_PROBLEM TO WORK ON_.
Below are records; repeat them all exactly.

_DATA EXTRACTS_.
//! Error type for `folio-store-sqlite`.

use thiserror::Error;

#[derive(Debug, Error)]
pub enum Error {
  #[error("database error: {0}")]
  Database(#[from] tokio_rusqlite::Error),
}

pub type Result<T, E = Error> = std::result::Result<T, E>;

_ANSWER TO THIS PROBLEM_.
//! Error type for `folio-store-sqlite`.

use thiserror::Error;

#[derive(Debug, Error)]
pub enum Error {
  #[error("database error: {0}")]
  Database(#[from] tokio_rusqlite::Error),
}

pub type Result<T, E = Error> = std::result::Result<T, E>;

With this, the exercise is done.